Hoje pode ser o dia do chacal no Tribunal de Contas da União. O ministro Benjamin Zymler deve ler hoje no plenário um relatório que pede que 16 empreiteiras envolvidas na Lava-Jato sejam consideradas inidôneas e não possam contratar com o poder público por cinco anos.

O parecer avalia a corrupção na construção da refinaria de Abreu e Lima, em Pernambuco. Já há outro processo aberto contra as empreiteiras no TCU. Em abril, o Tribunal começou a investigar fraudes nas obras da Usina Nuclear de Angra 3, no Rio, que envolvia sete construtoras. Entre elas,  gigantes como Odebrecht, OAS e Andrade Gutierrez.

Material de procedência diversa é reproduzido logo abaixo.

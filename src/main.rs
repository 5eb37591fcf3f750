//! Binary entrypoint for the Mushcraft CLI.
//!
//! Commands:
//! - `init` - create a starter `config.toml` and the data directory
//! - `simulate [--hp <n>] [--power <n>] [--interrupt-after <ticks>] [--json] [--save]` -
//!   run one woodcutter against one tree in real time
//! - `status` - summarize the saved object store
//!
//! See the library crate docs for module-level details: `mushcraft::`.
use std::collections::BTreeMap;
use std::sync::Arc;
use std::time::Duration;

use anyhow::Result;
use clap::{Parser, Subcommand};
use log::{info, warn};
use serde::Serialize;

use mushcraft::config::Config;
use mushcraft::tmush::{
    HarvestCoordinator, Notice, ObjectRecord, ObjectStore, TinyMushProcessor, TokioScheduler,
    World,
};

const WOODCUTTER: &str = "woodcutter";
const WATCHER: &str = "watcher";
const TREE: &str = "oak";

#[derive(Parser)]
#[command(name = "mushcraft")]
#[command(about = "Timed harvesting and stackable items for a TinyMUSH world")]
#[command(version)]
struct Cli {
    #[command(subcommand)]
    command: Commands,

    /// Configuration file path (can be used before or after subcommand)
    #[arg(short, long, default_value = "config.toml", global = true)]
    config: String,

    /// Verbose logging (-v, -vv for more; may appear before or after subcommand)
    #[arg(short, long, action = clap::ArgAction::Count, global = true)]
    verbose: u8,
}

#[derive(Subcommand)]
enum Commands {
    /// Write a default configuration file
    Init,
    /// Chop a tree down in real time and print what everyone saw
    Simulate {
        /// Tree hit points (overrides [tree].max_hp)
        #[arg(long)]
        hp: Option<u32>,
        /// Strike power (overrides [harvest].strike_power)
        #[arg(long)]
        power: Option<u32>,
        /// Length of one time unit in milliseconds (overrides [harvest].time_unit_ms)
        #[arg(long)]
        unit_ms: Option<u64>,
        /// Walk away after this many strikes
        #[arg(long)]
        interrupt_after: Option<u32>,
        /// Print a JSON report instead of plain text
        #[arg(long)]
        json: bool,
        /// Save the resulting world to the object store
        #[arg(long)]
        save: bool,
    },
    /// Show what the object store holds
    Status,
}

#[tokio::main]
async fn main() -> Result<()> {
    let cli = Cli::parse();

    let pre_config = match cli.command {
        Commands::Init => None,
        _ => match Config::load(&cli.config).await {
            Ok(config) => Some(config),
            Err(e) => {
                eprintln!("{} (using defaults)", e);
                None
            }
        },
    };
    init_logging(&pre_config, cli.verbose);
    let config = pre_config.unwrap_or_default();

    match cli.command {
        Commands::Init => {
            if std::path::Path::new(&cli.config).exists() {
                warn!("{} already exists, leaving it untouched", cli.config);
            } else {
                Config::create_default(&cli.config).await?;
                println!("Created default configuration at {}", cli.config);
            }
            let config = Config::load(&cli.config).await?;
            tokio::fs::create_dir_all(&config.storage.data_dir).await?;
            println!("Data directory: {}", config.storage.data_dir);
        }
        Commands::Simulate {
            hp,
            power,
            unit_ms,
            interrupt_after,
            json,
            save,
        } => {
            let options = SimulationOptions {
                hp,
                power,
                unit_ms,
                interrupt_after,
            };
            let (world, report) = run_simulation(&config, &options).await?;
            if json {
                println!("{}", serde_json::to_string_pretty(&report)?);
            } else {
                print_report(&report);
            }
            if save {
                let store = ObjectStore::open(&config.storage.data_dir)?;
                let written = store.save_world(&world)?;
                println!("Saved {} objects to {}", written, config.storage.data_dir);
            }
        }
        Commands::Status => {
            println!("Mushcraft Status");
            println!("================");
            let store = ObjectStore::open(&config.storage.data_dir)?;
            let objects = store.list_objects()?;
            println!("Store: {}", config.storage.data_dir);
            println!("Objects: {}", objects.len());
            for (kind, (records, items)) in tally(&objects) {
                println!("  {:<12} {:>4} objects {:>6} items", kind, records, items);
            }
        }
    }

    Ok(())
}

struct SimulationOptions {
    hp: Option<u32>,
    power: Option<u32>,
    unit_ms: Option<u64>,
    interrupt_after: Option<u32>,
}

#[derive(Serialize)]
struct SimulationReport {
    tree_felled: bool,
    interrupted: bool,
    ticks: u32,
    messages: Vec<Notice>,
    objects: Vec<ObjectRecord>,
}

fn seed_world(config: &Config, hp: Option<u32>) -> World {
    let world = World::with_prototypes(config.prototypes.clone());
    world.insert(ObjectRecord::room("glade", "Glade", "A quiet clearing ringed by oaks."));
    world.insert(ObjectRecord::room("road", "Road", "A muddy road leading away."));
    world.insert(ObjectRecord::character(WOODCUTTER, "Woodcutter", "glade"));
    world.insert(ObjectRecord::character(WATCHER, "Watcher", "glade"));

    let mut tree = config.tree.clone();
    if let Some(hp) = hp {
        tree.max_hp = hp;
    }
    world.insert(ObjectRecord::tree(TREE, "the old oak", tree.target()).at("glade"));
    world
}

async fn run_simulation(
    config: &Config,
    options: &SimulationOptions,
) -> Result<(Arc<World>, SimulationReport)> {
    let unit = options
        .unit_ms
        .map(Duration::from_millis)
        .unwrap_or_else(|| config.harvest.time_unit());
    let mut settings = config.harvest.settings();
    if let Some(power) = options.power {
        settings.strike_power = power;
    }

    let world = Arc::new(seed_world(config, options.hp));
    let scheduler = Arc::new(TokioScheduler::new(tokio::runtime::Handle::current(), unit));
    let coordinator = HarvestCoordinator::new(world.clone(), scheduler.clone(), settings);
    world.watch_moves(&coordinator);
    let processor = TinyMushProcessor::new(world.clone(), coordinator.clone());

    info!("Starting simulation: unit={:?}", unit);
    if let Some(reply) = processor.handle_command(WOODCUTTER, &format!("chop {}", TREE)) {
        anyhow::bail!("could not start chopping: {}", reply);
    }

    let mut ticks = 0;
    let mut interrupted = false;
    loop {
        tokio::select! {
            _ = tokio::time::sleep(unit) => {}
            _ = tokio::signal::ctrl_c() => {
                warn!("interrupted by ctrl-c; stopping {} jobs", coordinator.shutdown());
                interrupted = true;
                break;
            }
        }
        let Some(job) = coordinator.job(WOODCUTTER) else {
            break;
        };
        ticks = job.ticks_elapsed();
        if let Some(limit) = options.interrupt_after {
            if ticks >= limit {
                processor.handle_command(WOODCUTTER, "go road");
                interrupted = true;
                break;
            }
        }
    }

    let tree_felled = !world.contains(TREE);
    if tree_felled {
        // Gather the spawned logs into one carried stack.
        let logs: Vec<String> = world
            .contents("glade")
            .into_iter()
            .filter(|o| o.kind == config.tree.yield_kind)
            .map(|o| o.id)
            .collect();
        for _ in &logs {
            if let Some(reply) =
                processor.handle_command(WOODCUTTER, &format!("get {}", config.tree.yield_kind))
            {
                warn!("pickup failed: {}", reply);
            }
        }
    }

    let report = SimulationReport {
        tree_felled,
        interrupted,
        ticks,
        messages: world.take_messages(),
        objects: world.objects(),
    };
    Ok((world, report))
}

fn print_report(report: &SimulationReport) {
    for notice in &report.messages {
        println!("[{}] {}", notice.recipient, notice.text);
    }
    println!();
    println!(
        "Strikes: {}  Felled: {}  Interrupted: {}",
        report.ticks, report.tree_felled, report.interrupted
    );
    for object in report.objects.iter().filter(|o| o.stack.stackable()) {
        println!(
            "  {} x{} at {}",
            object.name,
            object.stack.count(),
            object.location.as_deref().unwrap_or("nowhere")
        );
    }
}

/// kind -> (object records, total items across their stacks)
fn tally(objects: &[ObjectRecord]) -> BTreeMap<String, (usize, u64)> {
    let mut by_kind: BTreeMap<String, (usize, u64)> = BTreeMap::new();
    for object in objects {
        let entry = by_kind.entry(object.kind.clone()).or_default();
        entry.0 += 1;
        entry.1 += u64::from(object.stack.count());
    }
    by_kind
}

fn init_logging(config: &Option<Config>, verbosity: u8) {
    use std::io::Write;
    let mut builder = env_logger::Builder::new();
    // CLI verbosity overrides the configured level
    let base_level = match verbosity {
        0 => config
            .as_ref()
            .map(|c| c.logging.level_filter())
            .unwrap_or(log::LevelFilter::Info),
        1 => log::LevelFilter::Debug,
        _ => log::LevelFilter::Trace,
    };
    builder.filter_level(base_level);

    let log_file = config
        .as_ref()
        .and_then(|c| c.logging.file.as_ref())
        .and_then(|path| {
            std::fs::OpenOptions::new()
                .create(true)
                .append(true)
                .open(path)
                .ok()
        });

    if let Some(f) = log_file {
        let write_mutex = std::sync::Arc::new(std::sync::Mutex::new(f));
        // Echo to the console only when someone is watching it
        let is_tty = atty::is(atty::Stream::Stderr);
        builder.format(move |fmt, record| {
            let ts = chrono::Utc::now().format("%Y-%m-%dT%H:%M:%SZ");
            let line = format!("{} [{}] {}", ts, record.level(), record.args());
            if let Ok(mut guard) = write_mutex.lock() {
                let _ = writeln!(guard, "{}", line);
            }
            if is_tty {
                writeln!(fmt, "{}", line)
            } else {
                Ok(())
            }
        });
    } else {
        builder.format(|fmt, record| {
            let ts = chrono::Utc::now().format("%Y-%m-%dT%H:%M:%SZ");
            writeln!(fmt, "{} [{}] {}", ts, record.level(), record.args())
        });
    }
    let _ = builder.try_init();
}
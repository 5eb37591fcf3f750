//! TinyMUSH world model: stackable objects, harvestable targets and the
//! timed jobs that chop them down, plus Sled-backed persistence.

pub mod commands;
pub mod errors;
pub mod harvest;
pub mod inventory;
pub mod scheduler;
pub mod stack;
pub mod storage;
pub mod types;
pub mod world;

pub use commands::{parse_command, TinyMushCommand, TinyMushProcessor};
pub use errors::TinyMushError;
pub use harvest::{
    HarvestCoordinator, HarvestJob, HarvestSettings, HarvestTarget, JobState, StopOutcome,
};
pub use inventory::{drop_item, get_item, give_item};
pub use scheduler::{ManualScheduler, TickHandle, TickScheduler, TokioScheduler};
pub use stack::{ConsumeResult, SplitResult, StackUnit};
pub use storage::ObjectStore;
pub use types::*;
pub use world::{Notice, TransferRequest, World};
//! Item stacking: one count-bearing [`StackUnit`] per object plus the split /
//! merge / consume operations that keep counts consistent.
//!
//! The functions here never touch a store. They mutate records in place and
//! report what the caller must create or destroy; [`crate::tmush::world::World`]
//! applies those outcomes under its object lock so creation and destruction
//! land atomically with the count change.

use serde::{Deserialize, Serialize};

use super::errors::TinyMushError;
use super::types::ObjectRecord;

/// Stackability and quantity of a single object instance.
#[derive(Debug, Clone, Copy, Serialize, Deserialize, PartialEq, Eq)]
pub struct StackUnit {
    stackable: bool,
    count: u32,
}

impl Default for StackUnit {
    fn default() -> Self {
        Self {
            stackable: false,
            count: 1,
        }
    }
}

impl StackUnit {
    /// A stackable unit holding `count` items.
    pub fn stack_of(count: u32) -> Result<Self, TinyMushError> {
        if count < 1 {
            return Err(TinyMushError::InvalidAmount(count));
        }
        Ok(Self {
            stackable: true,
            count,
        })
    }

    pub fn stackable(&self) -> bool {
        self.stackable
    }

    pub fn count(&self) -> u32 {
        self.count
    }

    /// Switching stackability discards the previous quantity: the count is
    /// always reset to 1, even when the flag does not change.
    pub fn set_stackable(&mut self, value: bool) {
        self.stackable = value;
        self.count = 1;
    }
}

/// Result of [`split`].
#[derive(Debug, Clone, PartialEq)]
pub enum SplitResult {
    /// Requested amount covers the whole stack; the source object is the answer.
    Whole,
    /// A new object holding the requested amount.
    Split(ObjectRecord),
}

/// Result of [`consume`].
#[derive(Debug, Clone, Copy, PartialEq, Eq)]
pub enum ConsumeResult {
    Remaining(u32),
    /// Nothing left; the owning object must be destroyed. The unit's count is
    /// left untouched so a zero never becomes observable.
    Exhausted,
}

/// Split `amount` items off `source` into a new object with id `new_id`.
pub fn split(
    source: &mut ObjectRecord,
    amount: u32,
    new_id: &str,
) -> Result<SplitResult, TinyMushError> {
    if amount < 1 {
        return Err(TinyMushError::InvalidAmount(amount));
    }
    if amount >= source.stack.count {
        return Ok(SplitResult::Whole);
    }

    let mut copy = source.clone();
    copy.id = new_id.to_string();
    copy.created_at = chrono::Utc::now();
    copy.stack.count = amount;
    source.stack.count -= amount;
    Ok(SplitResult::Split(copy))
}

/// Validate that `src` may be merged into `dst` without changing either.
pub fn check_merge(dst: &ObjectRecord, src: &ObjectRecord) -> Result<(), TinyMushError> {
    if !dst.stack.stackable {
        return Err(TinyMushError::NotStackable(dst.name.clone()));
    }
    if !src.stack.stackable {
        return Err(TinyMushError::NotStackable(src.name.clone()));
    }
    if dst.kind != src.kind {
        return Err(TinyMushError::TypeMismatch {
            expected: dst.kind.clone(),
            found: src.kind.clone(),
        });
    }
    merged_count(dst, src).map(|_| ())
}

fn merged_count(dst: &ObjectRecord, src: &ObjectRecord) -> Result<u32, TinyMushError> {
    dst.stack
        .count
        .checked_add(src.stack.count)
        .ok_or(TinyMushError::CountOverflow {
            count: dst.stack.count,
            added: src.stack.count,
        })
}

/// Fold `src` into `dst`. `src` is consumed; callers that need it back on
/// failure should run [`check_merge`] first.
pub fn merge(dst: &mut ObjectRecord, src: ObjectRecord) -> Result<u32, TinyMushError> {
    check_merge(dst, &src)?;
    dst.stack.count = merged_count(dst, &src)?;
    Ok(dst.stack.count)
}

/// Take `amount` items out of `unit`.
pub fn consume(unit: &mut StackUnit, amount: u32) -> Result<ConsumeResult, TinyMushError> {
    if amount < 1 {
        return Err(TinyMushError::InvalidAmount(amount));
    }
    if amount >= unit.count {
        return Ok(ConsumeResult::Exhausted);
    }
    unit.count -= amount;
    Ok(ConsumeResult::Remaining(unit.count))
}

#[cfg(test)]
mod tests {
    use super::*;

    fn logs(id: &str, count: u32) -> ObjectRecord {
        ObjectRecord::item(id, "log", "Log", "A generic log.")
            .with_stack(StackUnit::stack_of(count).unwrap())
    }

    #[test]
    fn default_unit_is_single_and_unstackable() {
        let unit = StackUnit::default();
        assert!(!unit.stackable());
        assert_eq!(unit.count(), 1);
    }

    #[test]
    fn set_stackable_resets_count() {
        let mut unit = StackUnit::stack_of(7).unwrap();
        unit.set_stackable(true);
        assert_eq!(unit.count(), 1);
        unit.set_stackable(false);
        assert!(!unit.stackable());
        assert_eq!(unit.count(), 1);
    }

    #[test]
    fn split_partial_creates_distinct_object() {
        let mut source = logs("a", 10);
        let result = split(&mut source, 4, "b").unwrap();
        let SplitResult::Split(part) = result else {
            panic!("expected a new stack");
        };
        assert_eq!(part.id, "b");
        assert_eq!(part.kind, source.kind);
        assert_eq!(part.name, source.name);
        assert!(part.stack.stackable());
        assert_eq!(part.stack.count() + source.stack.count(), 10);
        assert_eq!(source.stack.count(), 6);
    }

    #[test]
    fn split_sums_for_every_amount() {
        for n in 1..=6 {
            for amount in 1..=8 {
                let mut source = logs("a", n);
                match split(&mut source, amount, "b").unwrap() {
                    SplitResult::Whole => {
                        assert!(amount >= n);
                        assert_eq!(source.stack.count(), n);
                    }
                    SplitResult::Split(part) => {
                        assert!(amount < n);
                        assert_eq!(part.stack.count(), amount);
                        assert_eq!(part.stack.count() + source.stack.count(), n);
                    }
                }
            }
        }
    }

    #[test]
    fn split_rejects_zero() {
        let mut source = logs("a", 3);
        assert!(matches!(
            split(&mut source, 0, "b"),
            Err(TinyMushError::InvalidAmount(0))
        ));
        assert_eq!(source.stack.count(), 3);
    }

    #[test]
    fn merge_adds_counts() {
        let mut dst = logs("a", 3);
        let src = logs("b", 4);
        assert_eq!(merge(&mut dst, src).unwrap(), 7);
        assert_eq!(dst.stack.count(), 7);
    }

    #[test]
    fn merge_requires_stackable_and_same_kind() {
        let dst = logs("a", 2);
        let sword = ObjectRecord::item("s", "sword", "Sword", "Sharp.");
        assert!(matches!(
            check_merge(&dst, &sword),
            Err(TinyMushError::NotStackable(_))
        ));

        let stone = ObjectRecord::item("s", "stone", "Stone", "Grey.")
            .with_stack(StackUnit::stack_of(2).unwrap());
        assert!(matches!(
            check_merge(&dst, &stone),
            Err(TinyMushError::TypeMismatch { .. })
        ));
    }

    #[test]
    fn consume_to_zero_exhausts() {
        let mut unit = StackUnit::stack_of(5).unwrap();
        assert_eq!(consume(&mut unit, 4).unwrap(), ConsumeResult::Remaining(1));
        assert_eq!(unit.count(), 1);
        assert_eq!(consume(&mut unit, 1).unwrap(), ConsumeResult::Exhausted);
        assert_eq!(unit.count(), 1);
    }

    #[test]
    fn consume_rejects_zero() {
        let mut unit = StackUnit::stack_of(2).unwrap();
        assert!(consume(&mut unit, 0).is_err());
        assert_eq!(unit.count(), 2);
    }

    #[test]
    fn merge_refuses_to_overflow() {
        let mut dst = logs("a", u32::MAX);
        let src = logs("b", 2);
        assert!(matches!(
            check_merge(&dst, &src),
            Err(TinyMushError::CountOverflow {
                count: u32::MAX,
                added: 2
            })
        ));
        assert!(merge(&mut dst, src).is_err());
        assert_eq!(dst.stack.count(), u32::MAX);
    }
}
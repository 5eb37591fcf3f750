//! Periodic tick delivery for harvest jobs.
//!
//! Two implementations of [`TickScheduler`]:
//! * [`TokioScheduler`] spawns one tokio task per registration and drives it
//!   with `tokio::time::interval`. Used by the binary.
//! * [`ManualScheduler`] holds registrations until the caller advances time.
//!   Used by tests and dry-run simulations where tick order must be exact.
//!
//! Contract shared by both: once `cancel` returns, the callback for that handle
//! is never invoked again.

use std::collections::{BTreeMap, HashMap};
use std::sync::atomic::{AtomicBool, AtomicU64, Ordering};
use std::sync::{Arc, Mutex, MutexGuard, PoisonError};
use std::time::Duration;

use log::{debug, trace};
use tokio::task::JoinHandle;
use tokio::time::MissedTickBehavior;

/// Callback invoked on every tick.
pub type TickCallback = Arc<dyn Fn() + Send + Sync>;

/// Opaque registration id returned by [`TickScheduler::schedule_periodic`].
#[derive(Debug, Clone, Copy, PartialEq, Eq, Hash, PartialOrd, Ord)]
pub struct TickHandle(u64);

impl TickHandle {
    pub fn id(&self) -> u64 {
        self.0
    }
}

pub trait TickScheduler: Send + Sync {
    /// Invoke `callback` every `interval_units` time units until cancelled.
    fn schedule_periodic(&self, interval_units: u32, callback: TickCallback) -> TickHandle;

    /// Stop delivery for `handle`. Unknown handles are ignored.
    fn cancel(&self, handle: TickHandle);
}

fn lock<T>(mutex: &Mutex<T>) -> MutexGuard<'_, T> {
    mutex.lock().unwrap_or_else(PoisonError::into_inner)
}

struct PeriodicTask {
    join: JoinHandle<()>,
    cancelled: Arc<AtomicBool>,
}

/// Tokio-backed scheduler. One time unit maps to `unit` of wall-clock time.
pub struct TokioScheduler {
    runtime: tokio::runtime::Handle,
    unit: Duration,
    next_id: AtomicU64,
    tasks: Mutex<HashMap<u64, PeriodicTask>>,
}

impl TokioScheduler {
    pub fn new(runtime: tokio::runtime::Handle, unit: Duration) -> Self {
        Self {
            runtime,
            unit,
            next_id: AtomicU64::new(1),
            tasks: Mutex::new(HashMap::new()),
        }
    }

    /// Number of registrations not yet cancelled.
    pub fn active(&self) -> usize {
        lock(&self.tasks).len()
    }
}

impl TickScheduler for TokioScheduler {
    fn schedule_periodic(&self, interval_units: u32, callback: TickCallback) -> TickHandle {
        let id = self.next_id.fetch_add(1, Ordering::Relaxed);
        let period = (self.unit * interval_units.max(1)).max(Duration::from_millis(1));
        let cancelled = Arc::new(AtomicBool::new(false));
        let flag = cancelled.clone();

        let join = self.runtime.spawn(async move {
            let start = tokio::time::Instant::now() + period;
            let mut ticker = tokio::time::interval_at(start, period);
            ticker.set_missed_tick_behavior(MissedTickBehavior::Delay);
            loop {
                ticker.tick().await;
                if flag.load(Ordering::Acquire) {
                    break;
                }
                callback();
            }
            trace!("periodic task {} finished", id);
        });

        lock(&self.tasks).insert(id, PeriodicTask { join, cancelled });
        debug!("scheduled periodic task {} every {:?}", id, period);
        TickHandle(id)
    }

    fn cancel(&self, handle: TickHandle) {
        if let Some(task) = lock(&self.tasks).remove(&handle.0) {
            task.cancelled.store(true, Ordering::Release);
            task.join.abort();
            debug!("cancelled periodic task {}", handle.0);
        }
    }
}

impl Drop for TokioScheduler {
    fn drop(&mut self) {
        for (_, task) in lock(&self.tasks).drain() {
            task.cancelled.store(true, Ordering::Release);
            task.join.abort();
        }
    }
}

struct Registration {
    interval: u32,
    elapsed: u32,
    callback: TickCallback,
}

/// Deterministic scheduler: nothing fires until [`ManualScheduler::advance`].
#[derive(Default)]
pub struct ManualScheduler {
    next_id: AtomicU64,
    entries: Mutex<BTreeMap<u64, Registration>>,
}

impl ManualScheduler {
    pub fn new() -> Self {
        Self::default()
    }

    /// Advance the clock by `units`, firing every registration whose interval
    /// elapses. Returns the number of callbacks invoked.
    pub fn advance(&self, units: u32) -> usize {
        let mut fired = 0;
        for _ in 0..units {
            let due: Vec<(u64, TickCallback)> = {
                let mut entries = lock(&self.entries);
                entries
                    .iter_mut()
                    .filter_map(|(id, reg)| {
                        reg.elapsed += 1;
                        if reg.elapsed >= reg.interval {
                            reg.elapsed = 0;
                            Some((*id, reg.callback.clone()))
                        } else {
                            None
                        }
                    })
                    .collect()
            };
            fired += self.deliver(due);
        }
        fired
    }

    /// Fire every registration once, ignoring intervals.
    pub fn fire_all(&self) -> usize {
        let due: Vec<(u64, TickCallback)> = lock(&self.entries)
            .iter()
            .map(|(id, reg)| (*id, reg.callback.clone()))
            .collect();
        self.deliver(due)
    }

    // Callbacks run without the registry lock held so they may cancel.
    fn deliver(&self, due: Vec<(u64, TickCallback)>) -> usize {
        let mut fired = 0;
        for (id, callback) in due {
            if !lock(&self.entries).contains_key(&id) {
                continue;
            }
            callback();
            fired += 1;
        }
        fired
    }

    pub fn registered(&self) -> usize {
        lock(&self.entries).len()
    }

    pub fn is_registered(&self, handle: TickHandle) -> bool {
        lock(&self.entries).contains_key(&handle.0)
    }
}

impl TickScheduler for ManualScheduler {
    fn schedule_periodic(&self, interval_units: u32, callback: TickCallback) -> TickHandle {
        let id = self.next_id.fetch_add(1, Ordering::Relaxed) + 1;
        lock(&self.entries).insert(
            id,
            Registration {
                interval: interval_units.max(1),
                elapsed: 0,
                callback,
            },
        );
        TickHandle(id)
    }

    fn cancel(&self, handle: TickHandle) {
        lock(&self.entries).remove(&handle.0);
    }
}
//! Timed, interruptible harvesting (chopping trees, mining veins).
//!
//! A [`HarvestCoordinator`] owns at most one [`HarvestJob`] per actor and
//! drives it with periodic ticks; each tick strikes the job's
//! [`HarvestTarget`] until it is depleted, the actor stops, or movement
//! interrupts the job.

pub mod coordinator;
pub mod job;
pub mod target;

pub use coordinator::{HarvestCoordinator, HarvestSettings, StopOutcome};
pub use job::{Audience, HarvestJob, JobEvent, JobState, Threshold};
pub use target::{HarvestTarget, StrikeOutcome};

O avanço dos processos no TCU revela uma falta de sintonia entre as autarquias na punição às empreiteiras. Em paralelo, o Ministério Público Federal está fechando acordos pesados de pagamentos de multas com as companhias que, na teoria, permite que elas continuem atuando. A Andrade Gutierrez acertou pagar 1 bilhõa de reais. A OAS deve pagar 800 milhões. A Odebrecht, até 6 bilhões. Ao declarar a inidoneidade, o TCU pode frustrar essas negociações.

A “briga” começou com a medida provisória da então presidente em exercício Dilma Rousseff que retirava o TCU da mesa de discussões. Desde então, cresceu no tribunal a ideia de impedir as empresas de contratarem com o governo. Para empreiteiras, a inidoneidade se assemelha a uma sentença de morte. “Imaginamos a prisão como pena mais adequada. A inidoneidade é gravíssima”, diz Roberto Livianu, presidente do Instituto Não Aceito Corrupção.

Um caso emblemático é o da empreiteira Delta, declarada inidônea em 2012 após acusações de corrupção no escândalo da CPI do Cachoeira. A empreiteira chegou a ser a quinta maior do país. Depois, entrou em recuperação judicial e quase não escapou da falência. Em 2013 e 2014, teve prejuízo de 420 milhões de reais. Em 2015, liberada pelo Supremo para contratar com o governo, foi comprada pelo grupo espanhol Allianza. Será esse o destino da Odebrecht? Até para punir, é preciso alguma ordem.